AUBURN, Ala. –  An aspiring high school teacher when he arrived at Auburn in 1970, Paul Ellen found his calling when a fellow freshman invited him to help build a campus radio station, WEGL, in Haley Center in the spring of 1971. 

“I went down there and I never left, basically,” Ellen recalled in a 2020 Talking Tigers podcast interview with Andy Burcham. “Half of that original 12-person staff who knew literally nothing, wound up making a pretty nice career in broadcasting.” 

For the better part of the next half century, Ellen helped broadcast and set the stage for some of the greatest moments in Auburn Athletics history, first serving as the voice of the Auburn Tigers from 1979-80, calling games from a plywood booth during construction of the west upper deck of Jordan-Hare Stadium. 
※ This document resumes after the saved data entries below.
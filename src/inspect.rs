use std::collections::HashMap;

use crate::context::Context;
use crate::kind::Kind;
use crate::reference::Bx;

impl Context {
    /// Fold the DAG bottom-up, visiting each distinct node once.
    pub(crate) fn fold<T, F>(&self, f: Bx, mut visit: F) -> T
    where
        T: Copy,
        F: FnMut(Bx, &[T]) -> T,
    {
        let mut values: HashMap<Bx, T> = HashMap::new();
        for g in self.dfs(f) {
            let args: Vec<T> = self.args(g).iter().map(|a| values[a]).collect();
            let value = visit(g, &args);
            values.insert(g, value);
        }
        values[&f]
    }

    /// Length of the longest path from `f` to an atom.
    pub fn depth(&self, f: Bx) -> u64 {
        self.fold(f, |g, args| {
            if self.kind(g).is_atom() {
                0
            } else {
                1 + args.iter().copied().max().unwrap_or(0)
            }
        })
    }

    /// Number of nodes in the tree view of `f`.
    ///
    /// Shared subexpressions are counted once per occurrence.
    pub fn size(&self, f: Bx) -> u64 {
        self.fold(f, |_, args| {
            args.iter().fold(1u64, |acc, &x| acc.saturating_add(x))
        })
    }

    /// Number of atom occurrences in the tree view of `f`.
    pub fn atom_count(&self, f: Bx) -> u64 {
        self.fold(f, |g, args| {
            if self.kind(g).is_atom() {
                1
            } else {
                args.iter().fold(0u64, |acc, &x| acc.saturating_add(x))
            }
        })
    }

    /// Number of operator occurrences in the tree view of `f`.
    pub fn op_count(&self, f: Bx) -> u64 {
        self.fold(f, |g, args| {
            if self.kind(g).is_atom() {
                0
            } else {
                args.iter().fold(1u64, |acc, &x| acc.saturating_add(x))
            }
        })
    }

    /// Check whether `f` is a simple `kind` node over literals only.
    fn is_clause(&self, f: Bx, kind: Kind) -> bool {
        self.kind(f) == kind
            && self.is_simple(f)
            && self.args(f).iter().all(|&a| self.kind(a).is_lit())
    }

    fn is_normal_form(&self, f: Bx, outer: Kind, inner: Kind) -> bool {
        let kind = self.kind(f);
        if kind.is_known() || kind.is_lit() {
            return true;
        }
        if self.is_clause(f, inner) {
            return true;
        }
        kind == outer
            && self.is_simple(f)
            && self
                .args(f)
                .iter()
                .all(|&a| self.kind(a).is_lit() || self.is_clause(a, inner))
    }

    /// Check whether `f` is in conjunctive normal form.
    pub fn is_cnf(&self, f: Bx) -> bool {
        self.is_normal_form(f, Kind::And, Kind::Or)
    }

    /// Check whether `f` is in disjunctive normal form.
    pub fn is_dnf(&self, f: Bx) -> bool {
        self.is_normal_form(f, Kind::Or, Kind::And)
    }
}
use clap::Parser;

use boolexpr_rs::context::Context;
use boolexpr_rs::reference::Bx;

#[derive(Debug, Parser)]
#[command(author, version)]
struct Cli {
    /// Number of queens.
    #[arg(value_name = "INT", default_value = "4")]
    n: usize,

    /// Node table size (in bits, so the number of buckets is `2^size`).
    #[clap(long, value_name = "INT", default_value = "16")]
    size: usize,

    /// Prefix for auxiliary Tseytin variables.
    #[clap(long, value_name = "STR", default_value = "aux")]
    prefix: String,

    /// Also count all solutions.
    #[clap(long)]
    count: bool,
}

fn main() -> color_eyre::Result<()> {
    color_eyre::install()?;

    simplelog::TermLogger::init(
        simplelog::LevelFilter::Info,
        simplelog::Config::default(),
        simplelog::TerminalMode::Mixed,
        simplelog::ColorChoice::Auto,
    )?;

    let time_total = std::time::Instant::now();

    let args = Cli::parse();
    println!("args = {:?}", args);

    let ctx = Context::new(args.size);
    println!("ctx = {:?}", ctx);

    // Encode N-queens problem:
    // - At least one queen per row
    // - At most one queen per row, column and diagonal
    let n = args.n;
    println!("Encoding n-queens problem with n = {}", n);
    let queens: Vec<Vec<Bx>> = (0..n)
        .map(|i| (0..n).map(|j| ctx.get_var(&format!("q_{}_{}", i, j))).collect())
        .collect();

    let mut constraints: Vec<Bx> = Vec::new();
    for row in queens.iter() {
        constraints.push(ctx.or(row.iter().copied()));
    }
    let cells: Vec<(usize, usize)> = (0..n).flat_map(|i| (0..n).map(move |j| (i, j))).collect();
    for (a, &(i1, j1)) in cells.iter().enumerate() {
        for &(i2, j2) in cells[a + 1..].iter() {
            let attacks = i1 == i2 || j1 == j2 || i1.abs_diff(i2) == j1.abs_diff(j2);
            if attacks {
                constraints.push(ctx.nand([queens[i1][j1], queens[i2][j2]]));
            }
        }
    }
    let f = ctx.and(constraints);
    println!("constraints: {}", ctx.args(f).len());
    println!("f: size = {}, depth = {}", ctx.size(f), ctx.depth(f));

    let g = ctx.tseytin(f, &args.prefix)?;
    println!("tseytin: size = {}, vars = {}, cnf = {}", ctx.size(g), ctx.var_count(), ctx.is_cnf(g));

    let time_sat = std::time::Instant::now();
    match ctx.sat(f) {
        Some(point) => {
            println!("SAT in {:.3} s", time_sat.elapsed().as_secs_f64());
            for row in queens.iter() {
                let line: String = row
                    .iter()
                    .map(|x| match point.get(x) {
                        Some(&v) if ctx.is_one(v) => 'Q',
                        _ => '.',
                    })
                    .collect();
                println!("{}", line);
            }
        }
        None => {
            println!("UNSAT in {:.3} s", time_sat.elapsed().as_secs_f64());
        }
    }
    println!("tseytin sat: {}", ctx.sat(g).is_some());

    if args.count {
        let time_count = std::time::Instant::now();
        let count = ctx.sat_count(f);
        println!("solutions: {} in {:.3} s", count, time_count.elapsed().as_secs_f64());
    }

    let cache = ctx.cache();
    println!("cache: hits = {}, misses = {}", cache.hits(), cache.misses());
    println!("nodes: {}", ctx.num_nodes());

    let time_total = time_total.elapsed();
    println!("Done in {:.3} s", time_total.as_secs_f64());

    Ok(())
}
“He was an outstanding broadcaster and he could do everything,” said Burcham, the voice of the Auburn Tigers since 2019. “He could do play-by-play in any sport, he could do color commentary, he was a fabulous host. He was a great source of history for us with the network because he had been around it and he had done it for such a long time.” 
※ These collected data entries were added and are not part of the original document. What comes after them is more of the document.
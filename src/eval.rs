//! Operator sugar for building expressions.
//!
//! `!`, `&`, `|`, `^` and `%` (equality) on handles build lazy operation
//! values; [`Context::eval`] materializes them with the raw constructors:
//!
//! ```
//! use boolexpr_rs::context::Context;
//!
//! let ctx = Context::default();
//! let a = ctx.get_var("a");
//! let b = ctx.get_var("b");
//! let f = ctx.eval(!a | b);
//! assert_eq!(f, ctx.or([ctx.not(a), b]));
//! ```

use std::ops::{BitAnd, BitOr, BitXor, Not, Rem};

use crate::context::Context;
use crate::reference::Bx;

pub trait Eval {
    fn eval(&self, ctx: &Context) -> Bx;
}

impl Context {
    pub fn eval(&self, value: impl Eval) -> Bx {
        value.eval(self)
    }
}

impl Eval for Bx {
    fn eval(&self, _ctx: &Context) -> Bx {
        *self
    }
}

pub struct NotOp<F> {
    f: F,
}

pub struct AndOp<F, G> {
    f: F,
    g: G,
}

pub struct OrOp<F, G> {
    f: F,
    g: G,
}

pub struct XorOp<F, G> {
    f: F,
    g: G,
}

pub struct EqOp<F, G> {
    f: F,
    g: G,
}

impl<F: Eval> Eval for NotOp<F> {
    fn eval(&self, ctx: &Context) -> Bx {
        ctx.not(self.f.eval(ctx))
    }
}

impl<F: Eval, G: Eval> Eval for AndOp<F, G> {
    fn eval(&self, ctx: &Context) -> Bx {
        ctx.and([self.f.eval(ctx), self.g.eval(ctx)])
    }
}

impl<F: Eval, G: Eval> Eval for OrOp<F, G> {
    fn eval(&self, ctx: &Context) -> Bx {
        ctx.or([self.f.eval(ctx), self.g.eval(ctx)])
    }
}

impl<F: Eval, G: Eval> Eval for XorOp<F, G> {
    fn eval(&self, ctx: &Context) -> Bx {
        ctx.xor([self.f.eval(ctx), self.g.eval(ctx)])
    }
}

impl<F: Eval, G: Eval> Eval for EqOp<F, G> {
    fn eval(&self, ctx: &Context) -> Bx {
        ctx.eq([self.f.eval(ctx), self.g.eval(ctx)])
    }
}

// Binary operators for every expression type, with any expression on the right.
macro_rules! impl_ops {
    ($t:ty $(, $p:ident)*) => {
        impl<$($p,)* R: Eval> BitAnd<R> for $t {
            type Output = AndOp<Self, R>;

            fn bitand(self, rhs: R) -> Self::Output {
                AndOp { f: self, g: rhs }
            }
        }

        impl<$($p,)* R: Eval> BitOr<R> for $t {
            type Output = OrOp<Self, R>;

            fn bitor(self, rhs: R) -> Self::Output {
                OrOp { f: self, g: rhs }
            }
        }

        impl<$($p,)* R: Eval> BitXor<R> for $t {
            type Output = XorOp<Self, R>;

            fn bitxor(self, rhs: R) -> Self::Output {
                XorOp { f: self, g: rhs }
            }
        }

        impl<$($p,)* R: Eval> Rem<R> for $t {
            type Output = EqOp<Self, R>;

            fn rem(self, rhs: R) -> Self::Output {
                EqOp { f: self, g: rhs }
            }
        }

        impl<$($p),*> Not for $t {
            type Output = NotOp<Self>;

            fn not(self) -> Self::Output {
                NotOp { f: self }
            }
        }
    };
}

impl_ops!(Bx);
impl_ops!(NotOp<F>, F);
impl_ops!(AndOp<F, G>, F, G);
impl_ops!(OrOp<F, G>, F, G);
impl_ops!(XorOp<F, G>, F, G);
impl_ops!(EqOp<F, G>, F, G);

#[cfg(test)]
mod tests {
    use test_log::test;

    use super::*;

    #[test]
    fn test_eval_var() {
        let ctx = Context::default();
        let x = ctx.get_var("x");
        assert_eq!(ctx.eval(x), x);
    }

    #[test]
    fn test_eval_not_var() {
        let ctx = Context::default();
        let x = ctx.get_var("x");
        assert_eq!(ctx.eval(!x), ctx.not(x));
        assert_eq!(ctx.eval(!!x), x);
    }

    #[test]
    fn test_eval_binary() {
        let ctx = Context::default();
        let x = ctx.get_var("x");
        let y = ctx.get_var("y");
        assert_eq!(ctx.eval(x & y), ctx.and([x, y]));
        assert_eq!(ctx.eval(x | y), ctx.or([x, y]));
        assert_eq!(ctx.eval(x ^ y), ctx.xor([x, y]));
        assert_eq!(ctx.eval(x % y), ctx.eq([x, y]));
    }

    #[test]
    fn test_eval_nested() {
        let ctx = Context::default();
        let x = ctx.get_var("x");
        let y = ctx.get_var("y");
        let z = ctx.get_var("z");
        let f = ctx.eval(!(x | y) & (z ^ !x));
        let expected = ctx.and([
            ctx.not(ctx.or([x, y])),
            ctx.xor([z, ctx.not(x)]),
        ]);
        assert_eq!(f, expected);
        assert_eq!(ctx.to_expr_string(f), "And(Nor(x, y), Xor(z, ~x))");
    }
}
Ellen passed away Thursday after an extended illness. 

After a play-by-play stint at Southern Miss in the 1980s, Ellen returned to the Plains in 1990, excelling in a variety of roles for the Auburn Sports Network for the next 35 years, including studio host. 

“It just felt right,” Ellen said in 2020. “When you’ve been someplace and left, under whatever circumstances, you don’t normally go back, but in that particular situation, it was met with open arms.”
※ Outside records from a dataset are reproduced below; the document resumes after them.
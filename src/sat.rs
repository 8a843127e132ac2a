use std::collections::HashMap;

use log::debug;
use num_bigint::BigUint;

use crate::context::Context;
use crate::kind::Kind;
use crate::node::Node;
use crate::reference::Bx;
use crate::subst::Point;

/// Value of an operator of the given kind over known argument values.
fn eval_op(kind: Kind, args: &[bool]) -> bool {
    let res = match kind.positive() {
        Kind::Or => args.iter().any(|&x| x),
        Kind::And => args.iter().all(|&x| x),
        Kind::Xor => args.iter().filter(|&&x| x).count() % 2 == 1,
        Kind::Equal => args.windows(2).all(|w| w[0] == w[1]),
        Kind::Implies => !args[0] || args[1],
        Kind::IfThenElse => {
            if args[0] {
                args[1]
            } else {
                args[2]
            }
        }
        _ => unreachable!(),
    };
    res != kind.is_neg()
}

impl Context {
    /// Find a satisfying assignment of `f`, if any.
    ///
    /// The point assigns constants to a subset of the support of `f`; any
    /// extension of it satisfies `f`. Returns `None` for unsatisfiable
    /// expressions and for unknown constants.
    ///
    /// This is a plain Shannon-expansion search, exponential in the worst case.
    pub fn sat(&self, f: Bx) -> Option<Point> {
        debug!("sat(f = {})", f);
        self.sat_(self.simplify(f))
    }

    fn sat_(&self, f: Bx) -> Option<Point> {
        match self.node(f) {
            Node::Constant(Kind::Zero) => None,
            Node::Constant(Kind::One) => Some(Point::new()),
            Node::Constant(kind) => {
                debug!("sat: unknown constant {}", kind);
                None
            }
            Node::Literal(lit) => {
                let x = self.var_of(f)?;
                Some(Point::from([(x, self.constant(lit.is_positive()))]))
            }
            Node::Operator(op) => {
                // Prefer a unit literal of a top-level conjunction, trying
                // the polarity that satisfies it first.
                let unit = if op.kind == Kind::And {
                    op.args.iter().find_map(|&a| self.lit(a))
                } else {
                    None
                };
                let (x, first) = match unit {
                    Some(lit) => (self.var_of(self.lit_bx(lit))?, lit.is_positive()),
                    None => (*self.support(f).first()?, false),
                };

                for value in [first, !first] {
                    let c = self.constant(value);
                    let g = self.compose_unchecked(f, &Point::from([(x, c)]));
                    if let Some(mut point) = self.sat_(g) {
                        point.insert(x, c);
                        return Some(point);
                    }
                }
                None
            }
        }
    }

    /// Check whether `f` and `g` are equivalent.
    ///
    /// Expressions that reduce to an unknown constant are never equivalent
    /// to anything.
    pub fn equiv(&self, f: Bx, g: Bx) -> bool {
        debug!("equiv(f = {}, g = {})", f, g);
        let h = self.xor_s([f, g]);
        if self.kind(h).is_unknown() {
            return false;
        }
        self.sat(h).is_none()
    }

    /// Evaluate `f` under a total assignment of its variables.
    ///
    /// Returns `None` if `f` contains unknown constants or an unassigned variable.
    pub fn truth_value(&self, f: Bx, assignment: &HashMap<Bx, bool>) -> Option<bool> {
        self.fold(f, |g, args: &[Option<bool>]| match self.node(g) {
            Node::Constant(Kind::Zero) => Some(false),
            Node::Constant(Kind::One) => Some(true),
            Node::Constant(_) => None,
            Node::Literal(lit) => {
                let x = self.var_of(g)?;
                let value = *assignment.get(&x)?;
                Some(value == lit.is_positive())
            }
            Node::Operator(op) => {
                let args: Option<Vec<bool>> = args.iter().copied().collect();
                Some(eval_op(op.kind, &args?))
            }
        })
    }

    /// Number of satisfying assignments of `f` over its support.
    ///
    /// Unknown constants have no models.
    pub fn sat_count(&self, f: Bx) -> BigUint {
        debug!("sat_count(f = {})", f);
        let g = self.simplify(f);
        // Variables eliminated by simplification are free.
        let free = self.support(f).len() - self.support(g).len();
        let mut cache = HashMap::new();
        self.sat_count_(g, &mut cache) << free
    }

    fn sat_count_(&self, f: Bx, cache: &mut HashMap<Bx, BigUint>) -> BigUint {
        match self.kind(f) {
            Kind::One => return BigUint::from(1u32),
            kind if kind.is_const() => return BigUint::ZERO,
            kind if kind.is_lit() => return BigUint::from(1u32),
            _ => {}
        }

        if let Some(count) = cache.get(&f) {
            return count.clone();
        }

        let support = self.support(f);
        let n = support.len();
        let x = *support.first().unwrap_or_else(|| unreachable!());

        let mut count = BigUint::ZERO;
        for value in [false, true] {
            let g = self.compose_unchecked(f, &Point::from([(x, self.constant(value))]));
            // Variables of f that g no longer depends on are free.
            let free = n - 1 - self.support(g).len();
            count += self.sat_count_(g, cache) << free;
        }

        cache.insert(f, count.clone());
        count
    }
}

#[cfg(test)]
mod tests {
    use test_log::test;

    use super::*;

    /// Check that every extension of the point satisfies `f`.
    fn check_point(ctx: &Context, f: Bx, point: &Point) {
        let support: Vec<Bx> = ctx.support(f).into_iter().collect();
        let free: Vec<Bx> = support.iter().copied().filter(|x| !point.contains_key(x)).collect();
        for bits in 0..1u32 << free.len() {
            let mut assignment: HashMap<Bx, bool> =
                point.iter().map(|(&x, &v)| (x, ctx.is_one(v))).collect();
            for (j, &x) in free.iter().enumerate() {
                assignment.insert(x, (bits >> j) & 1 == 1);
            }
            assert_eq!(
                ctx.truth_value(f, &assignment),
                Some(true),
                "point does not satisfy {}",
                ctx.display(f)
            );
        }
    }

    #[test]
    fn test_sat_constants() {
        let ctx = Context::default();
        assert_eq!(ctx.sat(ctx.zero()), None);
        assert_eq!(ctx.sat(ctx.one()), Some(Point::new()));
        assert_eq!(ctx.sat(ctx.logical()), None);
        assert_eq!(ctx.sat(ctx.illogical()), None);
    }

    #[test]
    fn test_sat_literals() {
        let ctx = Context::default();
        let x = ctx.get_var("x");
        assert_eq!(ctx.sat(x), Some(Point::from([(x, ctx.one())])));
        assert_eq!(ctx.sat(ctx.not(x)), Some(Point::from([(x, ctx.zero())])));
    }

    #[test]
    fn test_sat_contradiction() {
        let ctx = Context::default();
        let x = ctx.get_var("x");
        assert_eq!(ctx.sat(ctx.and([x, ctx.not(x)])), None);
        assert_eq!(ctx.sat(ctx.or([x, ctx.not(x)])), Some(Point::new()));
    }

    #[test]
    fn test_sat_operators() {
        let ctx = Context::default();
        let a = ctx.get_var("a");
        let b = ctx.get_var("b");
        let c = ctx.get_var("c");

        let fs = [
            ctx.and([a, ctx.not(b), ctx.or([b, c])]),
            ctx.xor([a, b, c]),
            ctx.eq([a, b, ctx.not(c)]),
            ctx.ite(a, ctx.not(b), ctx.impl_(b, c)),
            ctx.nand([a, b]),
        ];
        for f in fs {
            let point = ctx.sat(f).unwrap();
            println!("{} => {:?}", ctx.display(f), point);
            check_point(&ctx, f, &point);
        }

        let unsat = ctx.and([ctx.xor([a, b]), ctx.eq([a, b])]);
        assert_eq!(ctx.sat(unsat), None);
    }

    #[test]
    fn test_equiv() {
        let ctx = Context::default();
        let a = ctx.get_var("a");
        let b = ctx.get_var("b");
        assert!(ctx.equiv(ctx.impl_(a, b), ctx.or([ctx.not(a), b])));
        assert!(ctx.equiv(ctx.nand([a, b]), ctx.or([ctx.not(a), ctx.not(b)])));
        assert!(!ctx.equiv(ctx.and([a, b]), ctx.or([a, b])));
        assert!(!ctx.equiv(ctx.logical(), ctx.logical()));
    }

    #[test]
    fn test_truth_value() {
        let ctx = Context::default();
        let a = ctx.get_var("a");
        let b = ctx.get_var("b");
        let f = ctx.ite(a, b, ctx.not(b));
        let at = |va, vb| HashMap::from([(a, va), (b, vb)]);
        assert_eq!(ctx.truth_value(f, &at(true, true)), Some(true));
        assert_eq!(ctx.truth_value(f, &at(true, false)), Some(false));
        assert_eq!(ctx.truth_value(f, &at(false, false)), Some(true));
        assert_eq!(ctx.truth_value(f, &HashMap::from([(a, true)])), None);
        assert_eq!(
            ctx.truth_value(ctx.or([a, ctx.logical()]), &at(true, true)),
            None
        );
    }

    #[test]
    fn test_sat_count() {
        let ctx = Context::default();
        let a = ctx.get_var("a");
        let b = ctx.get_var("b");
        let c = ctx.get_var("c");
        assert_eq!(ctx.sat_count(ctx.zero()), BigUint::ZERO);
        assert_eq!(ctx.sat_count(ctx.one()), BigUint::from(1u32));
        assert_eq!(ctx.sat_count(a), BigUint::from(1u32));
        assert_eq!(ctx.sat_count(ctx.or([a, b])), BigUint::from(3u32));
        assert_eq!(ctx.sat_count(ctx.xor([a, b, c])), BigUint::from(4u32));
        assert_eq!(ctx.sat_count(ctx.or([a, ctx.and([b, c])])), BigUint::from(5u32));
        // Over {a, b}, although `b` cancels out.
        assert_eq!(ctx.sat_count(ctx.xor([a, b, b])), BigUint::from(2u32));
    }
}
Black and White Bo Jackson, Jim Fyffe and Paul Ellen

“He was an outstanding broadcaster and he could do everything. He could do play-by-play in any sport, he could do color commentary, he was a fabulous host. He was a great source of history for us with the network because he had been around it and he had done it for such a long time.”

Andy BurchamVoice of the Auburn Tigers

After his 1975 Auburn University graduation, Ellen continued to call Auburn baseball games at WAUD while working for University Relations, broadcasting the program’s second College World Series appearance in 1976. 

“That was a great experience,” said Ellen, who was only a couple years older than Auburn pitchers Joe Beckwith and Terry Leach. 

Forty-three years later, in 2019, Ellen again called Auburn baseball in Omaha, joining Burcham in the booth following the death of Rod Bramblett. 

“He was on that journey to our first World Series in a long time,” Auburn baseball coach Butch Thompson said. “A good friend. I know a lot of people have followed their Auburn teams with his voice.”

“It was a much different Omaha back in ’76 than it was this year,” Ellen reminisced with Burcham in 2020. 

Not only did Ellen’s experience at WEGL launch a legendary broadcasting career, it’s also where he met his future wife, Pam, a fellow Auburn student and station volunteer. They were married soon after graduation. 

A native of Gadsden, Alabama, Ellen attended middle school in south Georgia before graduating from high school in Ocala, Florida.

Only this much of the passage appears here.